Carlos is famous for her arrangements of Bach for the Moog synthesiser, as well as her film scores for A Clockwork Orange, The Shining, and Tron. Sylvester was a member of the drag theatre group The Cockettes, before becoming known as the “Queen of Disco” with hits such as “You Make Me Feel (Mighty Real)”. Both are therefore remembered for their major contributions to 20th Century popular music, but as Montgomery observed, can also be seen as “bad trans objects”.
Carlos transitioned in the 1960s and disclosed her trans history in the late 1970s, following her rise to prominence. In this way she became an extremely high profile trans musician. However, she also distanced herself actively from trans liberation movements, enabled by her relative privilege as a highly educated, white, middle-class woman. Montgomery wryly observed that people have asked ‘“where was Wendy Carlos [who lived in New York at the time] during Stonewall?’”, noting that, “the answer is most likely at home, playing Bach”. Sylvester, a Black middle-class person with an ambivalent public relationship to gender, famously proclaimed “If I want to be a woman, I can be a woman. If I want to be a man, I can be one”. However, Sylvester actively rejected transsexual identification, was uninvolved in the civil rights movement, and would later also reject disco music as it waned in popularity.
Both Wendy Carlos and Sylvester can therefore be understood as assimilationist figures who do not live up to liberatory ideals. But Montgomery argued that they must be understood within the context of the material conditions in which they lived. Moreover, their musical contributions are historically significant regardless, especially in terms of synthesiser use. Montgomery posited that the mainstream emergence of the synthesiser and of women and queer musicians happened in tandem, enabling a resignification of womanhood. Montgomery ended the talk by Hannah Baer, who argues moreover that the synthesiser is inherently not cisgender: “a synthesiser’s shape is not in any way where the sound comes from, and there’s something so free and trans in that. You have no idea what sound is going to come out of this thing. And maybe I don’t either!”

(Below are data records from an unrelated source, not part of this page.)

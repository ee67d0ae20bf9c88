//! # Bootstrap Loop
//!
//! Runs once at process start, before any concurrent resolution:
//!
//! - **Discover**: drain the pending bundle list from the blackboard. Names
//!   already visited are skipped with a warning. Each new bundle gets a
//!   delegation exclusion for its own namespace and is instantiated from the
//!   registry. The first bundle instantiated is the primary bundle.
//! - **Activate**: call `accept_options` then `inject` on each new bundle, in
//!   discovery order. `inject` may append more bundles to the pending list.
//! - Repeat until the pending list stays empty.
//! - **Finalize**: gather every bundle's launch arguments in activation order,
//!   let argument rewriters edit the assembled list, resolve the primary
//!   bundle's launch target and invoke its entry function.
//!
//! Every failure is fatal and surfaces as `StartupFailure`. A bundle that keeps
//! adding new distinct names never reaches the fixpoint.

mod default_tweaker;
mod tweaker;

pub use default_tweaker::DefaultTweaker;
pub use tweaker::{ArgumentRewriter, Tweaker, TweakerDescriptor};

use crate::blackboard::Blackboard;
use crate::loader::ModuleLoader;
use crate::primitives::blackboard_keys::{ARGUMENT_LIST, TWEAK_CLASSES, TWEAKS};
use crate::{LoaderError, UnitName};
use std::collections::BTreeSet;
use std::panic::{AssertUnwindSafe, catch_unwind};
use std::path::PathBuf;
use std::sync::Arc;

// =============================================================================
// CONTEXT
// =============================================================================

/// State shared with every bundle callback.
#[derive(Debug)]
pub struct Context {
    /// The loader bundles register transformers and exclusions with.
    pub loader: Arc<ModuleLoader>,
    /// Shared coordination store.
    pub blackboard: Blackboard,
    /// Working directory override.
    pub game_dir: Option<PathBuf>,
    /// Assets directory override.
    pub assets_dir: Option<PathBuf>,
    /// Informational profile label.
    pub profile: Option<String>,
}

impl Context {
    #[must_use]
    pub fn new(loader: Arc<ModuleLoader>, blackboard: Blackboard) -> Self {
        Self {
            loader,
            blackboard,
            game_dir: None,
            assets_dir: None,
            profile: None,
        }
    }

    /// Queue another bundle for discovery.
    pub fn add_tweaker(&mut self, descriptor: impl Into<TweakerDescriptor>) {
        self.blackboard
            .append(TWEAK_CLASSES, descriptor.into());
    }

    /// Names of the bundles visited so far, in discovery order.
    #[must_use]
    pub fn visited(&self) -> Vec<String> {
        self.blackboard
            .get::<Vec<String>>(TWEAKS)
            .cloned()
            .unwrap_or_default()
    }
}

// =============================================================================
// LAUNCH
// =============================================================================

/// Inputs of one bootstrap run.
#[derive(Debug, Clone, Default)]
pub struct LaunchOptions {
    /// Initial pending bundles.
    pub tweakers: Vec<TweakerDescriptor>,
    /// Unrecognized command-line tokens, passed to every bundle.
    pub leftovers: Vec<String>,
    pub game_dir: Option<PathBuf>,
    pub assets_dir: Option<PathBuf>,
    pub profile: Option<String>,
}

/// What a completed bootstrap launched.
#[derive(Debug, Clone, PartialEq, Eq)]
pub struct LaunchReport {
    /// Bundle names in activation order.
    pub bundles: Vec<String>,
    /// The launched unit.
    pub target: String,
    /// Final argument list handed to the entry function.
    pub arguments: Vec<String>,
}

/// The bootstrap state machine.
#[derive(Debug)]
pub struct Launch {
    ctx: Context,
}

struct Activated {
    name: String,
    tweaker: Box<dyn Tweaker>,
}

impl Launch {
    /// Bootstrap against `loader`, with a blackboard the caller may have
    /// seeded (e.g. with a `LaunchTarget`).
    #[must_use]
    pub fn new(loader: Arc<ModuleLoader>, blackboard: Blackboard) -> Self {
        Self {
            ctx: Context::new(loader, blackboard),
        }
    }

    /// The shared context, as left by the last run.
    #[must_use]
    pub fn context(&self) -> &Context {
        &self.ctx
    }

    /// Run Discover/Activate to a fixpoint, then Finalize.
    pub fn run(&mut self, options: LaunchOptions) -> Result<LaunchReport, LoaderError> {
        self.bootstrap(options).map_err(|e| {
            tracing::error!("Unable to launch: {}", e);
            LoaderError::StartupFailure(Box::new(e))
        })
    }

    fn bootstrap(&mut self, options: LaunchOptions) -> Result<LaunchReport, LoaderError> {
        let LaunchOptions {
            tweakers,
            leftovers,
            game_dir,
            assets_dir,
            profile,
        } = options;

        self.ctx.game_dir = game_dir;
        self.ctx.assets_dir = assets_dir;
        self.ctx.profile = profile;
        self.ctx.blackboard.insert(TWEAK_CLASSES, tweakers);
        if !self.ctx.blackboard.contains(ARGUMENT_LIST) {
            self.ctx.blackboard.insert(ARGUMENT_LIST, Vec::<String>::new());
        }
        self.ctx.blackboard.insert(TWEAKS, Vec::<String>::new());

        let mut visited = BTreeSet::new();
        let mut activated: Vec<Activated> = Vec::new();

        loop {
            let pending = self
                .ctx
                .blackboard
                .remove::<Vec<TweakerDescriptor>>(TWEAK_CLASSES)
                .unwrap_or_default();
            self.ctx
                .blackboard
                .insert(TWEAK_CLASSES, Vec::<TweakerDescriptor>::new());
            if pending.is_empty() {
                break;
            }

            let fresh = self.discover(pending, &mut visited)?;
            for mut bundle in fresh {
                self.activate(&mut bundle, &leftovers)?;
                activated.push(bundle);
            }
        }

        self.finalize(activated)
    }

    fn discover(
        &mut self,
        pending: Vec<TweakerDescriptor>,
        visited: &mut BTreeSet<String>,
    ) -> Result<Vec<Activated>, LoaderError> {
        let mut fresh = Vec::with_capacity(pending.len());
        for descriptor in pending {
            if !visited.insert(descriptor.name.clone()) {
                tracing::warn!(
                    "Tweak class name {} has already been visited -- skipping",
                    descriptor.name
                );
                continue;
            }
            tracing::info!("Loading tweak class name {}", descriptor.name);

            if let Some(namespace) = UnitName::new(descriptor.name.as_str()).namespace() {
                self.ctx.loader.add_delegation_exclusion(namespace);
            }

            let tweaker = self
                .ctx
                .loader
                .registry()
                .instantiate_bundle(&descriptor.name, &descriptor.args)?;
            if visited.len() == 1 {
                tracing::info!("Using primary tweak class name {}", descriptor.name);
            }
            self.ctx.blackboard.append(TWEAKS, descriptor.name.clone());
            fresh.push(Activated {
                name: descriptor.name,
                tweaker,
            });
        }
        Ok(fresh)
    }

    fn activate(&mut self, bundle: &mut Activated, leftovers: &[String]) -> Result<(), LoaderError> {
        tracing::info!("Calling tweak class {}", bundle.name);
        let ctx = &mut self.ctx;
        guarded(&bundle.name, || {
            bundle.tweaker.accept_options(
                leftovers,
                ctx.game_dir.as_deref(),
                ctx.assets_dir.as_deref(),
                ctx.profile.as_deref(),
            )?;
            bundle.tweaker.inject(ctx)
        })
    }

    fn finalize(&mut self, mut activated: Vec<Activated>) -> Result<LaunchReport, LoaderError> {
        let mut arguments = self
            .ctx
            .blackboard
            .remove::<Vec<String>>(ARGUMENT_LIST)
            .unwrap_or_default();
        for bundle in &activated {
            arguments.extend(bundle.tweaker.launch_arguments());
        }
        for bundle in &mut activated {
            if let Some(rewriter) = bundle.tweaker.argument_rewriter() {
                guarded(&bundle.name, || {
                    rewriter.modify_arguments(&mut arguments);
                    Ok(())
                })?;
            }
        }
        self.ctx.blackboard.insert(ARGUMENT_LIST, arguments.clone());

        let primary = activated
            .first()
            .ok_or_else(|| LoaderError::plugin("bootstrap", "no tweak class was activated"))?;
        let target = primary.tweaker.launch_target()?;
        let unit = self.ctx.loader.resolve(&target)?;

        tracing::info!("Launching wrapped unit {{{}}}", target);
        guarded(&target, || unit.invoke(&arguments))?;

        Ok(LaunchReport {
            bundles: activated.into_iter().map(|bundle| bundle.name).collect(),
            target,
            arguments,
        })
    }
}

/// Run a bundle callback, turning a panic into a `PluginFailure`.
fn guarded<F>(name: &str, f: F) -> Result<(), LoaderError>
where
    F: FnOnce() -> Result<(), LoaderError>,
{
    match catch_unwind(AssertUnwindSafe(f)) {
        Ok(result) => result,
        Err(_) => Err(LoaderError::plugin(name, "panicked")),
    }
}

The next few talks shifted the focus to 21st Century synthetic sounds in the context of hyperpop. In Gender Knobs: Transgender Expression through Vocal Filtering Technology in Drag, Hyperpop Music and Beyond, Jordan Bargett of Southern Illinois University at Carbondale (USA) looked at the gendering of voice through pitch filtering. Her story began with the vocoder, originally invented to extend bandwidth in telefony, and later adapted for encryption in World War 2 before being adapted for popular music by artists including Wendy Carlos and Laurie Anderson. Anderson in particular used pitch filtering for gender drag in “O Superman”, using it to perform a masculine “voice of authority”. In the 2000s and 2010s pitch-shifting gained popularity with nightcore, setting the scene for trans-specific experimentation within hyperpop.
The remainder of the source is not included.